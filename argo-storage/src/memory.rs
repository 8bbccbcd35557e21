//! In-memory entity storage with revision history.

use std::collections::BTreeMap;
use std::fs::File;
use std::io::{BufReader, BufWriter};
use std::path::Path;

use argo_model::{Entity, EntitySchema};
use argo_types::{EntityUuid, RevisionId};
use serde::{Deserialize, Serialize};
use tracing::debug;

use crate::{EntityStorage, StorageError, StorageResult};

/// Serializable contents of a [`MemoryStorage`]: bundle schemas and every
/// stored revision, oldest first.
#[derive(Debug, Clone, Default, Serialize, Deserialize)]
pub struct StorageSnapshot {
    #[serde(default)]
    pub schemas: Vec<EntitySchema>,
    #[serde(default)]
    pub entities: Vec<Entity>,
}

/// Revision history of one entity. The last revision is the default one.
#[derive(Debug, Clone)]
struct Record {
    revisions: Vec<Entity>,
}

impl Record {
    fn latest(&self) -> Option<&Entity> {
        self.revisions.last()
    }
}

/// Entity storage kept entirely in memory.
///
/// Every save becomes the default revision, so [`EntityStorage::load`] and
/// [`EntityStorage::load_latest_revision`] return the same revision here.
#[derive(Debug, Default)]
pub struct MemoryStorage {
    schemas: Vec<EntitySchema>,
    records: BTreeMap<(String, u64), Record>,
    uuid_index: BTreeMap<(String, EntityUuid), u64>,
    revision_index: BTreeMap<RevisionId, (String, u64)>,
    next_revision: u64,
}

impl MemoryStorage {
    pub fn new() -> Self {
        Self {
            next_revision: 1,
            ..Self::default()
        }
    }

    /// Registers (or replaces) a bundle schema.
    pub fn register_schema(&mut self, schema: EntitySchema) {
        self.schemas
            .retain(|s| !(s.entity_type == schema.entity_type && s.bundle == schema.bundle));
        self.schemas.push(schema);
    }

    /// Stores an entity as its newest revision without stale-write checks.
    ///
    /// Revisionable entities without a revision id get a fresh one. Returns
    /// the stored revision id.
    pub fn insert(&mut self, mut entity: Entity) -> StorageResult<Option<RevisionId>> {
        let revisionable = self
            .schema(&entity.entity_type, &entity.bundle)
            .ok_or_else(|| StorageError::SchemaNotFound {
                entity_type: entity.entity_type.clone(),
                bundle: entity.bundle.clone(),
            })?
            .revisionable;
        if revisionable && entity.revision_id.is_none() {
            entity.revision_id = Some(self.allocate_revision_id());
        }
        if let Some(rev) = entity.revision_id {
            self.next_revision = self.next_revision.max(rev.get() + 1);
        }
        let revision_id = entity.revision_id;
        self.push_revision(entity, true);
        Ok(revision_id)
    }

    /// Builds a store from a snapshot, replaying revisions in order.
    pub fn from_snapshot(snapshot: StorageSnapshot) -> StorageResult<Self> {
        let mut storage = Self::new();
        for schema in snapshot.schemas {
            storage.register_schema(schema);
        }
        for entity in snapshot.entities {
            storage.insert(entity)?;
        }
        Ok(storage)
    }

    /// Every schema and every stored revision.
    pub fn to_snapshot(&self) -> StorageSnapshot {
        StorageSnapshot {
            schemas: self.schemas.clone(),
            entities: self
                .records
                .values()
                .flat_map(|r| r.revisions.iter().cloned())
                .collect(),
        }
    }

    /// Reads a snapshot file.
    pub fn open(path: &Path) -> StorageResult<Self> {
        let reader = BufReader::new(File::open(path)?);
        let snapshot: StorageSnapshot = serde_json::from_reader(reader)?;
        Self::from_snapshot(snapshot)
    }

    /// Writes the current contents to a snapshot file.
    pub fn write_to(&self, path: &Path) -> StorageResult<()> {
        let writer = BufWriter::new(File::create(path)?);
        serde_json::to_writer_pretty(writer, &self.to_snapshot())?;
        Ok(())
    }

    /// Number of stored revisions of an entity.
    pub fn revision_count(&self, entity_type: &str, id: u64) -> usize {
        self.records
            .get(&(entity_type.to_string(), id))
            .map_or(0, |r| r.revisions.len())
    }

    fn push_revision(&mut self, mut entity: Entity, as_new_revision: bool) {
        entity.new_revision = false;
        entity.needs_save = false;
        entity.loaded_revision_id = None;

        let key = (entity.entity_type.clone(), entity.id);
        self.uuid_index
            .insert((entity.entity_type.clone(), entity.uuid), entity.id);
        if let Some(rev) = entity.revision_id {
            self.revision_index.insert(rev, key.clone());
        }

        let record = self.records.entry(key).or_insert_with(|| Record { revisions: Vec::new() });
        match record.revisions.last_mut() {
            Some(current) if !as_new_revision => *current = entity,
            _ => record.revisions.push(entity),
        }
    }

    fn loaded(&self, entity: &Entity) -> Entity {
        let mut copy = entity.clone();
        copy.loaded_revision_id = self
            .records
            .get(&(entity.entity_type.clone(), entity.id))
            .and_then(Record::latest)
            .and_then(|e| e.revision_id);
        copy
    }

    fn check_fresh(&self, entity: &Entity) -> StorageResult<()> {
        let Some(record) = self.records.get(&(entity.entity_type.clone(), entity.id)) else {
            return Ok(());
        };
        let latest = record.latest().and_then(|e| e.revision_id);
        if latest != entity.loaded_revision_id {
            return Err(StorageError::StaleRevision {
                entity_type: entity.entity_type.clone(),
                id: entity.id,
                loaded: entity.loaded_revision_id,
                latest,
            });
        }
        Ok(())
    }
}

impl EntityStorage for MemoryStorage {
    fn schema(&self, entity_type: &str, bundle: &str) -> Option<&EntitySchema> {
        self.schemas
            .iter()
            .find(|s| s.entity_type == entity_type && s.bundle == bundle)
    }

    fn load(&self, entity_type: &str, id: u64) -> StorageResult<Option<Entity>> {
        Ok(self
            .records
            .get(&(entity_type.to_string(), id))
            .and_then(Record::latest)
            .map(|e| self.loaded(e)))
    }

    fn load_by_uuid(&self, entity_type: &str, uuid: &EntityUuid) -> StorageResult<Option<Entity>> {
        match self.uuid_index.get(&(entity_type.to_string(), *uuid)) {
            Some(id) => self.load(entity_type, *id),
            None => Ok(None),
        }
    }

    fn load_revision(&self, entity_type: &str, revision_id: RevisionId) -> StorageResult<Option<Entity>> {
        let Some((stored_type, id)) = self.revision_index.get(&revision_id) else {
            return Ok(None);
        };
        if stored_type != entity_type {
            return Ok(None);
        }
        Ok(self
            .records
            .get(&(stored_type.clone(), *id))
            .and_then(|r| r.revisions.iter().find(|e| e.revision_id == Some(revision_id)))
            .map(|e| self.loaded(e)))
    }

    fn load_latest_revision(&self, entity_type: &str, id: u64) -> StorageResult<Option<Entity>> {
        self.load(entity_type, id)
    }

    fn allocate_revision_id(&mut self) -> RevisionId {
        let next = self.next_revision.max(1);
        self.next_revision = next + 1;
        RevisionId::new(next)
    }

    fn save_all(&mut self, entities: Vec<Entity>) -> StorageResult<()> {
        for entity in &entities {
            if self.schema(&entity.entity_type, &entity.bundle).is_none() {
                return Err(StorageError::SchemaNotFound {
                    entity_type: entity.entity_type.clone(),
                    bundle: entity.bundle.clone(),
                });
            }
            self.check_fresh(entity)?;
            if entity.new_revision && entity.revision_id.is_none() {
                return Err(StorageError::InvalidData(format!(
                    "{} {} flagged as new revision without a revision id",
                    entity.entity_type, entity.id
                )));
            }
        }

        for entity in entities {
            debug!(
                entity_type = %entity.entity_type,
                id = entity.id,
                revision = ?entity.revision_id,
                new_revision = entity.new_revision,
                "Saving entity"
            );
            let as_new_revision = entity.new_revision;
            self.push_revision(entity, as_new_revision);
        }
        Ok(())
    }
}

——————

Task requirements
Copy out every line of the listing where the word "open" occurs.

Written response
    pub fn open(path: &Path) -> StorageResult<Self> {
        let reader = BufReader::new(File::open(path)?);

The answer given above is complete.